[[ Excerpted records, beginning ]]
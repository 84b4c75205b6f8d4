//! Error mapping helpers for the Octocrab GitHub gateway.

use http::StatusCode;

use crate::github::error::GithubError;

/// Checks if a GitHub error status indicates an authentication failure.
pub(super) const fn is_auth_failure(status: StatusCode) -> bool {
    matches!(status, StatusCode::UNAUTHORIZED | StatusCode::FORBIDDEN)
}

/// Checks if an octocrab error represents a network/transport issue.
pub(super) const fn is_network_error(error: &octocrab::Error) -> bool {
    matches!(
        error,
        octocrab::Error::Http { .. }
            | octocrab::Error::Hyper { .. }
            | octocrab::Error::Service { .. }
    )
}

/// Checks whether the GitHub error represents a rate limit error based on the
/// HTTP status and message / documentation URL content.
pub(super) fn is_rate_limit_error(source: &octocrab::GitHubError) -> bool {
    let is_rate_limit_status = matches!(
        source.status_code,
        StatusCode::FORBIDDEN | StatusCode::TOO_MANY_REQUESTS
    );

    let message_indicates_rate_limit = source.message.to_lowercase().contains("rate limit")
        || source
            .documentation_url
            .as_deref()
            .is_some_and(|url| url.contains("rate-limit"));

    is_rate_limit_status && message_indicates_rate_limit
}

/// Maps an Octocrab error for a lookup of `resource` into a [`GithubError`].
///
/// A 404 becomes [`GithubError::NotFound`] naming the resource so handlers can
/// answer with a specific message.
pub(super) fn map_lookup_error(
    operation: &str,
    resource: &str,
    error: &octocrab::Error,
) -> GithubError {
    if let octocrab::Error::GitHub { source, .. } = error
        && source.status_code == StatusCode::NOT_FOUND
    {
        return GithubError::NotFound {
            resource: resource.to_owned(),
        };
    }
    map_octocrab_error(operation, error)
}

pub(super) fn map_octocrab_error(operation: &str, error: &octocrab::Error) -> GithubError {
    if let octocrab::Error::GitHub { source, .. } = error {
        if is_rate_limit_error(source) {
            return GithubError::RateLimitExceeded {
                message: format!("{operation} failed: {message}", message = source.message),
            };
        }
        return if is_auth_failure(source.status_code) {
            GithubError::Authentication {
                message: format!(
                    "{operation} failed: GitHub returned {status} {message}",
                    status = source.status_code,
                    message = source.message
                ),
            }
        } else {
            GithubError::Api {
                message: format!(
                    "{operation} failed with status {status}: {message}",
                    status = source.status_code,
                    message = source.message
                ),
            }
        };
    }

    if is_network_error(error) {
        return GithubError::Network {
            message: format!("{operation} failed: {error}"),
        };
    }

    GithubError::Api {
        message: format!("{operation} failed: {error}"),
    }
}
[[ Excerpted records, end ]]
Exercise: Check each line of the data above for the word "FORBIDDEN". Report how many lines have it, and nothing else.

Response area: 2